Freycinet alla ensuite voir le fameux John Young, qui avait été si longtemps l'ami fidèle et le sage conseiller du roi Kamehameha. Bien qu'il fût alors malade et vieux, il n'en donna pas moins à Freycinet de précieux renseignements sur cet archipel, où il résidait depuis trente ans, et à l'histoire duquel il avait été profondément mêlé.
Le ministre Kraïmokou, durant une visite qu'il avait faite à l'_Uranie_, avait aperçu l'aumônier, l'abbé de Quelen, dont le costume l'avait fort intrigué. Aussitôt qu'il eut appris que c'était un prêtre, il manifesta au commandant le désir d'être baptisé. Sa mère, dit-il, avait reçu ce sacrement à son lit de mort et lui avait fait promettre de se soumettre lui-même à cette cérémonie, aussitôt qu'il en trouverait l'occasion.
Freycinet y consentit et voulut donner à cet acte une certaine solennité, d'autant plus que Riorio demandait à y assister avec toute sa cour.
Tout ce monde se tint avec beaucoup de respect et de déférence pendant la cérémonie; mais, aussitôt qu'elle fut achevée, la cour se rua sur la collation que le commandant avait fait préparer.
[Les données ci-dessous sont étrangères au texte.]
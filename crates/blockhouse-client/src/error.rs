//! Client Error Types
//!
//! Read-path failures fall into three classes the stream machinery treats
//! differently:
//!
//! - **Retryable**: `RpcTransport` and `StorageContainer` results the
//!   datanode marks retriable. The block stream absorbs these up to the
//!   retry policy's budget, refreshing the pipeline for storage-container
//!   failures.
//! - **Never retried**: `SecurityFault` (token problems do not get better
//!   by retrying) and `StorageContainer` with a non-retriable result.
//! - **Corruption**: `ChecksumMismatch` and `InconsistentChunkRead` mean
//!   the data on the wire is wrong, not that the network hiccuped; they
//!   surface immediately.

use thiserror::Error;

use blockhouse_core::BlockId;
use blockhouse_proto::datanode::ContainerResult;

pub type Result<T> = std::result::Result<T, ClientError>;

#[derive(Debug, Error)]
pub enum ClientError {
    #[error("end of stream at position {pos} for block {block}")]
    EndOfStream { block: BlockId, pos: u64 },

    #[error("checksum mismatch in chunk {chunk} at segment {segment}")]
    ChecksumMismatch { chunk: String, segment: usize },

    #[error(
        "inconsistent read for chunk {chunk}: requested {requested} bytes, got {got}"
    )]
    InconsistentChunkRead {
        chunk: String,
        requested: u64,
        got: u64,
    },

    #[error("transport error: {0}")]
    RpcTransport(String),

    #[error("security fault: {0}")]
    SecurityFault(String),

    #[error("storage container error ({result:?}): {message}")]
    StorageContainer {
        result: ContainerResult,
        message: String,
    },

    #[error("stream has been closed")]
    StreamClosed,

    #[error("internal error: {0}")]
    Internal(String),
}

impl ClientError {
    /// Whether the retry machinery may absorb this failure.
    pub fn is_retryable(&self) -> bool {
        match self {
            ClientError::RpcTransport(_) => true,
            ClientError::StorageContainer { result, .. } => result.is_retryable(),
            _ => false,
        }
    }

    pub fn is_storage_container(&self) -> bool {
        matches!(self, ClientError::StorageContainer { .. })
    }

    pub fn is_security_fault(&self) -> bool {
        matches!(self, ClientError::SecurityFault(_))
    }
}

#[cfg(test)]
mod tests {
    use super::*;

    #[test]
    fn test_retryability_classes() {
        assert!(ClientError::RpcTransport("connection reset".into()).is_retryable());
        assert!(ClientError::StorageContainer {
            result: ContainerResult::ContainerNotOpen,
            message: "closing".into(),
        }
        .is_retryable());

        assert!(!ClientError::StorageContainer {
            result: ContainerResult::NotRetriable,
            message: "gone".into(),
        }
        .is_retryable());
        assert!(!ClientError::SecurityFault("bad token".into()).is_retryable());
        assert!(!ClientError::ChecksumMismatch {
            chunk: "1_chunk_0".into(),
            segment: 0,
        }
        .is_retryable());
        assert!(!ClientError::InconsistentChunkRead {
            chunk: "1_chunk_0".into(),
            requested: 20,
            got: 5,
        }
        .is_retryable());
        assert!(!ClientError::EndOfStream {
            block: BlockId::new(1, 1),
            pos: 100,
        }
        .is_retryable());
    }
}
C'était merveille de voir se vider les bouteilles de vin et les flacons de rhum et d'eau-de-vie, de voir disparaître les provisions de toute sorte dont la table était couverte. Par bonheur, la nuit approchait, sans quoi Riorio aurait été hors d'état de regagner la terre, ainsi que la plupart de ses courtisans et de ses officiers. Il fallut cependant lui donner encore deux bouteilles d'eau-de-vie pour boire, disait-il, à la santé du commandant et à son heureux voyage, et tous les assistants se crurent obligés d'en demander autant.
«Ce n'est pas trop avancer de dire, raconte Freycinet, que cette royale compagnie but ou emporta, dans l'espace de deux heures, ce qui aurait suffi à l'approvisionnement d'une table de dix personnes pendant trois mois.»
Divers cadeaux avaient été échangés entre le couple royal et le commandant. Parmi les objets qui avaient été offerts à ce dernier par la jeune reine, se trouvait un manteau de plumes, vêtement devenu fort rare aux Sandwich.
Freycinet allait remettre à la voile, lorsqu'il apprit, par un capitaine américain, la présence à l'île Mowi d'un bâtiment marchand qui avait une assez grande quantité de biscuit et de riz, et qui consentirait sans doute à lui en céder. Il se détermina d'abord à mouiller devant Raheina. D'ailleurs, c'était là que Kraïmokou devait livrer le nombre de cochons nécessaire au ravitaillement de l'équipage. Mais le ministre fit preuve d'une si insigne mauvaise foi, il exigea des prix si élevés, il offrit des cochons si maigres, qu'il fallut en venir aux menaces pour conclure. Kraïmokou était, en cette circonstance, circonvenu par un Anglais, qui n'était autre qu'un convict échappé de Port-Jackson, et très vraisemblablement, si l'indigène eût été livré à lui-même et aux impulsions de son cœur, il se serait comporté, en cette occasion, avec la noblesse et la bonne foi qui lui étaient habituelles.
A Waihou, Freycinet mouilla à Honolulu. L'accueil empressé qu'il y reçut de plusieurs Européens lui fit regretter de n'y être pas venu directement. Il s'y serait immédiatement procuré toutes les ressources qu'il avait eu tant de difficulté à réunir dans les deux autres îles.